Penny tenía razón cuando decía que todo lo que Dean le había dicho en el pasado o hecho por ella venía de un corazón insincero. Ella sabía que él intentaba jugar con ella desde el principio, y él no lo negaría. Ella tenía razón.
Sin embargo, después de pasar todos estos años con ella y verla hacer lo que hace, Dean se encontró enamorándose. Su plan de ser el buen amigo en quien ella podía confiar y apoyarse lentamente se transformaba en algo más. Él se encontró buscando una relación más profunda y significativa—una en la que ella no solo lo viera como un hermano mayor o un colega confiable, sino más bien como alguien sin el cual ella no podría vivir.
—Estaba bien antes, pero ahora… —Sus pensamientos se desvanecieron mientras resoplaba—. Ella tiene razón de nuevo. Estaba bien antes porque sabía que no había competencia. Incluso si la hubiera, no eran oponentes dignos.
Pero con Zoren ahora en la imagen, ahora en su vida, sabía que las posibilidades de que Zoren la alejara de él eran altísimas. Si Dean no hacía algo, sabía que terminaría viendo cómo otro hombre se llevaba a la única mujer que hacía latir su corazón como loco.
Mientras tanto, en el mismo salón del evento…
—No me dijiste sobre esto —Finn le lanzó una mirada a Nina, inclinando la cabeza con una expresión ligeramente desanimada.
—Yo tampoco lo sabía. Quiero decir, estaba con Penny antes, pero ella no me dijo que venía al mismo evento —Nina forzó una sonrisa.
—¿Ella no te lo dijo ni cuando le dijiste que venías? —Él frunció el ceño, mostrando preocupación—. ¿No confía en ti?
—Finn, no es así, ¿vale? —Nina suspiró, impotente, desviando su suave mirada hacia la mesa de los Bennet—. Probablemente Penny no me lo dijo porque no planeaba venir. O incluso si lo hizo, estaba demasiado ocupada.
—¿Y por qué es eso?
—No sé —encogió los hombros—. Quizás porque si lo hubiera hecho, lo que acaba de pasar habría sido menos interesante. Penny puede ser bastante aterradora, ¿sabes? Me sorprende que el Sr. Ito y Sven hayan podido salir de este evento ilesos.
—No salieron ilesos, Nina —Finn corrigió en un tono tranquilo—. Esta noche no les pasó nada, al menos no en lo que tú has visto. Pero después de esto, Sven Bennet habría sido despedido de su cargo. Pedirle que renunciara fue probablemente la última misericordia que tu Primer Hermano le mostraría.

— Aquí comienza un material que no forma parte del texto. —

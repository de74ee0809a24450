use chrono::Duration;
use classroom_core::model::{
    Class, ClassId, ContainerId, LessonCatalogEntry, LessonId, LessonResult, LessonResultRecord,
    Level, PointsEntry, QuestionAttempt, QuestionId, Student, StudentId, StudySession, TeacherId,
};
use classroom_core::time::fixed_now;
use storage::StorageError;
use storage::repository::{
    AttemptRepository, CatalogRepository, ClassRepository, PointsRepository, ResultRepository,
    SessionRepository, StudentRepository,
};
use storage::sqlite::SqliteRepository;

async fn repo(name: &str) -> SqliteRepository {
    let url = format!("sqlite:file:{name}?mode=memory&cache=shared");
    let repo = SqliteRepository::connect(&url).await.expect("connect");
    repo.migrate().await.expect("migrate");
    repo
}

fn class(id: &str, code: &str) -> Class {
    Class::new(ClassId::new(id), "Math", TeacherId::new("t1"), code).unwrap()
}

#[tokio::test]
async fn results_filter_by_lesson_and_keep_missing_counts() {
    let repo = repo("memdb_results").await;
    let student = StudentId::new("s1");
    let now = fixed_now();

    for (i, result) in [
        LessonResult::new("A", 8, 10),
        LessonResult::new("B", 0, 0),
        LessonResult {
            lesson_id: LessonId::new("C"),
            correct_count: None,
            total_count: None,
        },
    ]
    .into_iter()
    .enumerate()
    {
        let at = now + Duration::seconds(i64::try_from(i).unwrap());
        repo.append_result(&LessonResultRecord::new(student.clone(), result, at))
            .await
            .unwrap();
    }
    repo.append_result(&LessonResultRecord::new(
        StudentId::new("other"),
        LessonResult::new("A", 10, 10),
        now,
    ))
    .await
    .unwrap();

    let all = repo.results_for_student(&student, None).await.unwrap();
    assert_eq!(all.len(), 3);
    assert_eq!(all[2].total_count, None);
    assert_eq!(all[2].correct_count, None);

    let only_a = repo
        .results_for_student(&student, Some(&[LessonId::new("A")][..]))
        .await
        .unwrap();
    assert_eq!(only_a, vec![LessonResult::new("A", 8, 10)]);

    let none = repo.results_for_student(&student, Some(&[][..])).await.unwrap();
    assert!(none.is_empty());
}

#[tokio::test]
async fn catalog_orders_by_display_order_and_joins_locks() {
    let repo = repo("memdb_catalog").await;
    let class_id = ClassId::new("c1");

    repo.upsert_lesson_link(&class_id, &LessonCatalogEntry::new("L3", "U2", 3))
        .await
        .unwrap();
    repo.upsert_lesson_link(&class_id, &LessonCatalogEntry::new("L1", "U1", 1))
        .await
        .unwrap();
    repo.upsert_lesson_link(
        &class_id,
        &LessonCatalogEntry {
            lesson_id: LessonId::new("L0"),
            container_id: ContainerId::new("U1"),
            display_order: None,
            container_locked: false,
        },
    )
    .await
    .unwrap();
    repo.set_container_locked(&class_id, &ContainerId::new("U2"), true)
        .await
        .unwrap();

    let catalog = repo.catalog_for_class(&class_id).await.unwrap();
    let order: Vec<&str> = catalog.iter().map(|e| e.lesson_id.as_str()).collect();
    assert_eq!(order, vec!["L1", "L3", "L0"]);
    assert!(!catalog[0].container_locked);
    assert!(catalog[1].container_locked);

    repo.set_container_locked(&class_id, &ContainerId::new("U2"), false)
        .await
        .unwrap();
    let catalog = repo.catalog_for_class(&class_id).await.unwrap();
    assert!(catalog.iter().all(|e| !e.container_locked));
}

#[tokio::test]
async fn points_levels_sessions_and_attempts_roundtrip() {
    let repo = repo("memdb_activity").await;
    let student = StudentId::new("s1");
    let now = fixed_now();

    repo.append_points(&PointsEntry::new(student.clone(), 40, "lesson", now))
        .await
        .unwrap();
    repo.append_points(&PointsEntry {
        student_id: student.clone(),
        points: None,
        source_type: "game".into(),
        created_at: now,
    })
    .await
    .unwrap();
    let points = repo.points_for_student(&student).await.unwrap();
    assert_eq!(points.len(), 2);
    assert_eq!(points[1].points, None);

    repo.upsert_level(&Level::new(2, 100, "Builder")).await.unwrap();
    repo.upsert_level(&Level::new(1, 0, "Explorer")).await.unwrap();
    repo.upsert_level(&Level::new(2, 150, "Builder")).await.unwrap();
    let levels = repo.list_levels().await.unwrap();
    assert_eq!(levels, vec![Level::new(1, 0, "Explorer"), Level::new(2, 150, "Builder")]);

    for days in 0..4 {
        for hours in [0, 2] {
            repo.record_session(&StudySession {
                student_id: student.clone(),
                created_at: now - Duration::days(days) - Duration::hours(hours),
            })
            .await
            .unwrap();
        }
    }
    let recent = repo
        .sessions_since(&student, now - Duration::days(1) - Duration::hours(2))
        .await
        .unwrap();
    assert_eq!(recent.len(), 4);
    assert_eq!(recent[0].created_at, now);
    assert_eq!(recent[3].created_at, now - Duration::days(1) - Duration::hours(2));

    repo.append_attempt(&QuestionAttempt {
        student_id: student.clone(),
        question_id: QuestionId::new("q1"),
        lesson_id: LessonId::new("L1"),
        skill_tag: None,
        is_correct: true,
        created_at: now,
    })
    .await
    .unwrap();
    let attempts = repo.attempts_for_student(&student).await.unwrap();
    assert_eq!(attempts.len(), 1);
    assert!(attempts[0].is_correct);
    assert_eq!(attempts[0].skill_tag, None);
}

#[tokio::test]
async fn roster_enforces_unique_codes_and_known_classes() {
    let repo = repo("memdb_roster").await;
    let student = Student::new(StudentId::new("s1"), "Grace Hopper", Some(6), None).unwrap();
    repo.upsert_student(&student).await.unwrap();
    assert_eq!(
        repo.get_student(&StudentId::new("s1")).await.unwrap(),
        Some(student)
    );
    assert_eq!(repo.get_student(&StudentId::new("nope")).await.unwrap(), None);

    repo.insert_class(&class("c1", "ABC234")).await.unwrap();
    let dup = repo.insert_class(&class("c2", "ABC234")).await;
    assert!(matches!(dup, Err(StorageError::Conflict)));

    let found = repo.class_by_code("ABC234").await.unwrap().unwrap();
    assert_eq!(found.id, ClassId::new("c1"));

    let sid = StudentId::new("s1");
    repo.enroll(&sid, &ClassId::new("c1")).await.unwrap();
    repo.enroll(&sid, &ClassId::new("c1")).await.unwrap();
    assert_eq!(
        repo.classes_for_student(&sid).await.unwrap(),
        vec![ClassId::new("c1")]
    );

    let missing = repo.enroll(&sid, &ClassId::new("ghost")).await;
    assert!(matches!(missing, Err(StorageError::NotFound)));
}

—En cuanto a Motores Ito, no creo que las cosas sean iguales para ellos. Aunque tienen una patria que los respalda, su negocio en Anteca está contando sus días. Ni siquiera necesito mencionar a los Miller. Están acabados —continuó—. Incluso si intentan arreglar las cosas, no hay nada más que puedan hacer. Puede que no declaren bancarrota, pero esta noche los ha hundido en lo más profundo del abismo. No hay lugar para que suban o bajen. Permanecerán donde están, y ese es el mejor escenario para ellos.

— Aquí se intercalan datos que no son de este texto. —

use std::sync::Arc;

use classroom_core::model::{ClassId, ContainerProgress, StatusFilter, StudentId};
use classroom_core::{compute_best_accuracy, compute_container_progress, filter_by_status};
use storage::repository::{CatalogRepository, ClassRepository, ResultRepository};

use crate::error::ProgressError;

/// Per-container progress for a student within a class.
#[derive(Clone)]
pub struct ProgressService {
    results: Arc<dyn ResultRepository>,
    catalog: Arc<dyn CatalogRepository>,
    classes: Arc<dyn ClassRepository>,
}

impl ProgressService {
    #[must_use]
    pub fn new(
        results: Arc<dyn ResultRepository>,
        catalog: Arc<dyn CatalogRepository>,
        classes: Arc<dyn ClassRepository>,
    ) -> Self {
        Self {
            results,
            catalog,
            classes,
        }
    }

    /// The class a student is working in: their earliest enrollment.
    ///
    /// # Errors
    ///
    /// Returns `ProgressError::NotEnrolled` if the student has no classes.
    /// Returns `ProgressError::Storage` if repository access fails.
    pub async fn active_class(&self, student_id: &StudentId) -> Result<ClassId, ProgressError> {
        self.classes
            .classes_for_student(student_id)
            .await?
            .into_iter()
            .next()
            .ok_or_else(|| ProgressError::NotEnrolled(student_id.clone()))
    }

    /// Progress for every container in the class catalog, in catalog order.
    ///
    /// Results and catalog are fetched concurrently; aggregation only starts
    /// once both have arrived.
    ///
    /// # Errors
    ///
    /// Returns `ProgressError::Storage` if either fetch fails.
    pub async fn container_progress(
        &self,
        student_id: &StudentId,
        class_id: &ClassId,
    ) -> Result<Vec<ContainerProgress>, ProgressError> {
        let (results, catalog) = tokio::try_join!(
            self.results.results_for_student(student_id, None),
            self.catalog.catalog_for_class(class_id),
        )?;
        log::debug!(
            "aggregating {} results over {} catalog entries for {student_id}",
            results.len(),
            catalog.len()
        );

        let best = compute_best_accuracy(&results);
        Ok(compute_container_progress(&catalog, &best))
    }

    /// Like [`Self::container_progress`], keeping only containers that match `filter`.
    ///
    /// # Errors
    ///
    /// Returns `ProgressError::Storage` if either fetch fails.
    pub async fn progress_filtered(
        &self,
        student_id: &StudentId,
        class_id: &ClassId,
        filter: StatusFilter,
    ) -> Result<Vec<ContainerProgress>, ProgressError> {
        let all = self.container_progress(student_id, class_id).await?;
        Ok(filter_by_status(all, filter))
    }
}

#[cfg(test)]
mod tests {
    use super::*;

    use classroom_core::model::{
        ContainerId, ContainerStatus, LessonCatalogEntry, LessonResult, LessonResultRecord,
    };
    use classroom_core::time::fixed_now;
    use storage::repository::InMemoryRepository;

    async fn seeded() -> (ProgressService, StudentId, ClassId) {
        let repo = InMemoryRepository::default();
        let student = StudentId::new("s1");
        let class_id = ClassId::new("c1");

        for entry in [
            LessonCatalogEntry::new("A", "C1", 1),
            LessonCatalogEntry::new("B", "C1", 2),
            LessonCatalogEntry::new("C", "C2", 3),
            LessonCatalogEntry::new("D", "C3", 4),
        ] {
            repo.upsert_lesson_link(&class_id, &entry).await.unwrap();
        }
        repo.set_container_locked(&class_id, &ContainerId::new("C3"), true)
            .await
            .unwrap();

        for result in [
            LessonResult::new("A", 19, 20),
            LessonResult::new("B", 1, 2),
            LessonResult::new("C", 10, 10),
            LessonResult::new("D", 10, 10),
        ] {
            repo.append_result(&LessonResultRecord::new(student.clone(), result, fixed_now()))
                .await
                .unwrap();
        }

        let repo = Arc::new(repo);
        let service = ProgressService::new(repo.clone(), repo.clone(), repo);
        (service, student, class_id)
    }

    #[tokio::test]
    async fn container_progress_follows_catalog_order() {
        let (service, student, class_id) = seeded().await;

        let progress = service.container_progress(&student, &class_id).await.unwrap();
        let summary: Vec<(&str, u8, ContainerStatus)> = progress
            .iter()
            .map(|p| (p.container_id.as_str(), p.percent_complete, p.status))
            .collect();

        assert_eq!(
            summary,
            vec![
                ("C1", 50, ContainerStatus::InProgress),
                ("C2", 100, ContainerStatus::Completed),
                ("C3", 100, ContainerStatus::Locked),
            ]
        );
    }

    #[tokio::test]
    async fn filtered_progress_keeps_matching_status() {
        let (service, student, class_id) = seeded().await;

        let locked = service
            .progress_filtered(
                &student,
                &class_id,
                StatusFilter::Only(ContainerStatus::Locked),
            )
            .await
            .unwrap();
        assert_eq!(locked.len(), 1);
        assert_eq!(locked[0].container_id.as_str(), "C3");
    }

    #[tokio::test]
    async fn unknown_class_yields_empty_progress() {
        let (service, student, _) = seeded().await;
        let progress = service
            .container_progress(&student, &ClassId::new("missing"))
            .await
            .unwrap();
        assert!(progress.is_empty());
    }

    #[tokio::test]
    async fn active_class_requires_enrollment() {
        let (service, student, _) = seeded().await;
        let err = service.active_class(&student).await.unwrap_err();
        assert!(matches!(err, ProgressError::NotEnrolled(id) if id == student));
    }
}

—Finn, aunque entiendo todo lo que dijiste, mentiría si dijera que comprendo la profundidad de todo —Nina soltó una risa derrotada mientras miraba a Finn—. Aun así, eso es asunto de ellos y no mío.
—¿No son ellos tus hermanos?
—Lo son —Nina sonrió con gracia, desviando sus ojos de nuevo hacia la mesa donde estaban sus hermanos y Penny—. Pero al final del día, esta noche es su noche. Simplemente demostraron a todos que no se debe jugar con ellos, y estoy contenta de estar al margen y verlos brillar juntos.

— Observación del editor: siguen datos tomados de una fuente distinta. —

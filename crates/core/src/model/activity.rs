use chrono::{DateTime, Utc};
use serde::{Deserialize, Serialize};

use crate::model::ids::{LessonId, QuestionId, StudentId};

/// A practice session. Only the start time matters for streaks.
#[derive(Debug, Clone, PartialEq, Eq, Serialize, Deserialize)]
pub struct StudySession {
    pub student_id: StudentId,
    pub created_at: DateTime<Utc>,
}

/// A single answered question, joined with the question's skill tag.
#[derive(Debug, Clone, PartialEq, Eq, Serialize, Deserialize)]
pub struct QuestionAttempt {
    pub student_id: StudentId,
    pub question_id: QuestionId,
    pub lesson_id: LessonId,
    #[serde(default)]
    pub skill_tag: Option<String>,
    pub is_correct: bool,
    pub created_at: DateTime<Utc>,
}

Todo lo que Nina dijo salió desde el fondo de su corazón. Si esto hubiera sido antes, habría estado hirviendo de ira por ser dejada de lado. Pero ahora, ni siquiera sentía que la estaban dejando atrás. ¿Cómo podría? En este momento, estaba observando cómo Penny miraba constantemente alrededor como si buscara a alguien en la multitud. En el momento en que los ojos de Penny se posaron en Nina, ella sonrió y saludó como una niña. Penny incluso torció su mano, alzando las cejas como si señalara a Nina para que se uniera a ellos.
Nina solo devolvió el gesto con una sonrisa.
Mientras Nina estaba ocupada observando a Penny y pronunciando su respuesta con los labios, Finn mantuvo su mirada fija en su prometida. Aunque sus ojos eran agudos, la esquina de su boca se curvaba sutílmente, dando la ilusión de que la leve sonrisa en su rostro podría significar cualquier cosa.